Tasarımcılar tarafından yaratılan parçalardan biri de Alessandro Mendini tarafından tasarlanan muhteşem bir koltuk. Tek parça bembeyaz mermerden oyulmuş. Ürünün ağırlığı yaklaşık 40 ton. İtalyan tasarım ekolünün bu en ünlü temsilcisinin klasik, sıkıcı olmayan tarzında gerçekleştirilmiştir. Bununla birlikte, bu tür eşyalar için alışılmadık bir malzemenin kullanılması, koltuğa pek de tanıdık olmayan bir görünüm kazandırıyor. Ve üzerinde oturmak pek rahat değil. Ancak neredeyse kült bir obje haline gelen bu mermer şaheserin yaratıcıları için asıl odak noktası konfor değil.
Benzer bir tasarıma bakın: Kaboom! Gibson çiftinden: aşk ve piroteknik hakkında bir video
1970'lerin sonunda ünlü bir tarihçi bu sıra dışı koltuğu özellikle Ferrara'daki Palazzo del Diamanti için tasarladı. İtalyan dekorunda postmodernizmi sembolize eder hale gelmiştir.
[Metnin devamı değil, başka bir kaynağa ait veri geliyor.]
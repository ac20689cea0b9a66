//! Rule: Invalid Pattern
//!
//! Text input patterns are compiled at runtime; a pattern that does not
//! compile turns the step into an authoring error. Patterns on non-text
//! inputs are ignored by the engine and get a warning.

use crate::flow::document::FlowDocument;
use crate::flow::pattern::compile as compile_pattern;
use crate::flow::step::InputKind;

use super::super::{for_each_step, ValidationError, ValidationRule};

pub struct InvalidPatternRule;

impl ValidationRule for InvalidPatternRule {
    fn id(&self) -> &'static str {
        "invalid-pattern"
    }

    fn description(&self) -> &'static str {
        "Text input patterns must be valid regular expressions"
    }

    fn validate(&self, document: &FlowDocument) -> Vec<ValidationError> {
        let mut errors = Vec::new();

        for_each_step(document, |location, step| {
            let Some(input) = &step.input else {
                return;
            };
            let Some(pattern) = &input.pattern else {
                return;
            };

            if input.kind != InputKind::Text {
                errors.push(ValidationError::warning(
                    Some(location.clone()),
                    format!("pattern is ignored on a {:?} input", input.kind),
                    self.id(),
                ));
                return;
            }

            if let Err(err) = compile_pattern(pattern) {
                errors.push(ValidationError::error(
                    Some(location.clone()),
                    format!("pattern '{}' does not compile: {}", pattern, err),
                    self.id(),
                ));
            }
        });

        errors
    }
}
mod helpers;
mod idle_tests;
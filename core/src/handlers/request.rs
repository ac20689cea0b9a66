use async_trait::async_trait;
use tracing::debug;

use super::{resolve_target, Flow, StepHandler};
use crate::errors::FlowError;
use crate::handle::Handle;
use crate::network::{parse_response, HttpMethod, HttpRequest};

/// Sends an HTTP request and stores the response.
///
/// The body is parsed as JSON when possible, otherwise stored as text. A
/// failed request is reported and, when `failNext` is set, redirects the
/// flow there.
pub struct RequestHandler;

#[async_trait]
impl StepHandler for RequestHandler {
    fn name(&self) -> &'static str {
        "request"
    }

    async fn process(&self, handle: &mut Handle<'_>) -> Result<Flow, FlowError> {
        let Some(spec) = handle.step().request.clone() else {
            return Ok(Flow::Continue);
        };
        let location = handle.location().clone();

        let storage = handle.storage();
        let url = if spec.expand_url {
            storage.expand_string(&spec.url)
        } else {
            spec.url.clone()
        };
        let body = match &spec.body {
            Some(body) if spec.expand_body => Some(storage.expand_object(body)),
            other => other.clone(),
        };
        let headers = spec
            .headers
            .iter()
            .map(|(name, value)| (name.clone(), storage.expand_string(value)))
            .collect();

        if spec.method == HttpMethod::Get && body.is_some() {
            handle.report(FlowError::GetWithBody { location });
            return Ok(Flow::Continue);
        }

        let request = HttpRequest {
            url: url.clone(),
            method: spec.method,
            headers,
            body,
        };

        debug!(method = %spec.method, %url, %location, "sending request");
        match handle.http().send(request).await {
            Ok(text) => {
                if let Some(variable) = &spec.output_variable {
                    handle.storage().set_value(variable, parse_response(text));
                }
            }
            Err(source) => {
                handle.report(FlowError::RequestFailed {
                    url,
                    location,
                    source,
                });
                if let Some(fail_next) = &spec.fail_next {
                    let target = resolve_target(handle, fail_next)?;
                    handle.next_link = Some(target);
                }
            }
        }

        Ok(Flow::Continue)
    }
}
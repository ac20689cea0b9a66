use std::time::Duration;

use serde_json::json;

use super::helpers::{drain, engine_with, recording};
use crate::config::EngineConfig;
use crate::engine::{EngineEvent, Status};
use crate::flow::Location;

fn idle_after(secs: f64) -> EngineConfig {
    EngineConfig {
        idle_after_secs: Some(secs),
        ..recording()
    }
}

#[tokio::test(start_paused = true)]
async fn test_idle_detour_returns_to_the_waiting_step() {
    let engine = engine_with(
        r#"{
            "/start": [
                { "message": "start" },
                { "message": "1" },
                { "message": "2", "input": { "type": "text", "variable": "answer" } }
            ],
            "/on-idle": [
                { "message": "idle 1" },
                { "message": "idle 2" },
                { "next": "{{_continue}}" }
            ]
        }"#,
        idle_after(30.0),
    );
    let mut events = engine.subscribe();

    engine.start().await.unwrap();
    assert_eq!(engine.recorded_outputs(), vec!["start", "1", "2"]);

    tokio::time::sleep(Duration::from_secs(31)).await;

    assert_eq!(
        engine.recorded_outputs(),
        vec!["start", "1", "2", "idle 1", "idle 2", "2"]
    );
    assert_eq!(engine.storage().get_value("_continue"), Some(json!("/start[2]")));
    assert_eq!(engine.location(), Some(Location::new("/start", 2)));
    assert_eq!(engine.status(), Status::WaitingInput);

    let idled: Vec<_> = drain(&mut events)
        .into_iter()
        .filter_map(|event| match event {
            EngineEvent::Idle { location, .. } => Some(location),
            _ => None,
        })
        .collect();
    assert_eq!(idled, vec![Location::new("/start", 2)]);

    engine.input_async("42").await.unwrap();
    assert_eq!(engine.storage().get_value("answer"), Some(json!("42")));
    engine.stop().await;
}

#[tokio::test(start_paused = true)]
async fn test_idle_without_idle_page_keeps_waiting() {
    let engine = engine_with(
        r#"{
            "/start": [
                { "message": "name?", "input": { "type": "text", "variable": "name" } },
                { "message": "hi {{name}}", "input": { "type": "text", "variable": "x" } }
            ]
        }"#,
        idle_after(5.0),
    );
    let mut events = engine.subscribe();

    engine.start().await.unwrap();
    tokio::time::sleep(Duration::from_secs(60)).await;

    assert_eq!(engine.status(), Status::WaitingInput);
    let idle_events = drain(&mut events)
        .into_iter()
        .filter(|event| matches!(event, EngineEvent::Idle { .. }))
        .count();
    assert_eq!(idle_events, 1);

    engine.input_async("Ann").await.unwrap();
    assert_eq!(engine.recorded_outputs(), vec!["name?", "hi Ann"]);
    engine.stop().await;
}

#[tokio::test(start_paused = true)]
async fn test_idle_threshold_from_document() {
    let engine = engine_with(
        r#"{
            "pages": {
                "/start": [{ "message": "waiting", "input": { "type": "text", "variable": "x" } }],
                "/on-idle": [{ "message": "still there?", "input": { "type": "text", "variable": "x" } }]
            },
            "settings": { "timeThresholdForIdle": 10 }
        }"#,
        recording(),
    );

    engine.start().await.unwrap();
    tokio::time::sleep(Duration::from_secs(11)).await;

    assert_eq!(engine.recorded_outputs(), vec!["waiting", "still there?"]);
    engine.stop().await;
}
Gerçekten harika bir tasarımcının elinden çıkmış, baskılı kumaşla döşenmiş klasik bir bar sandalyesi. Döşeme resmi de Paul Signac'ın sanatsal yaratımlarından esinlenerek sanatçının kendisi tarafından icat edilmiştir. Ahşap çerçeve de parlak renklerle boyanmıştır.
Bu mobilya parçası, yenilikçi zamanımız için, yaratıcısının tarihsel bağlama ilişkin özgün görüşünün bir ifadesi haline gelmiştir. Aradan zaman geçti ve bu model Mendini'nin kartviziti ve en tanınmış başyapıtı olarak kabul edilmeye başlandı. Bu nedenle yazar kitabı defalarca biraz değiştirilmiş ve sınırlı sayıda basmıştır. Zaman geçtikçe, orada durmaya niyeti yoktu. Belki de çok yakında buna benzer bir tane daha göreceğiz, ama farklı bir yorumla.
İlginç bir iç mekan: Derenin nazik şırıltısı: kavramsal bir ahşap koltuk
Alessandro Mendini’nin efsanevi Proust mermer koltuğunu görenler, tasarımın ne kadar etkileyici ve özgün olduğunu belirtiyorlar. Ancak merak ettim, bu koltuğun kullanılabilirlik açısından ne gibi zorlukları olabilir? Tasarımın rahatlık düzeyi hakkında ne düşünüyorsunuz? Kullanıcılar için gerçekten kullanışlı mı yoksa sadece bir sanat eseri mi?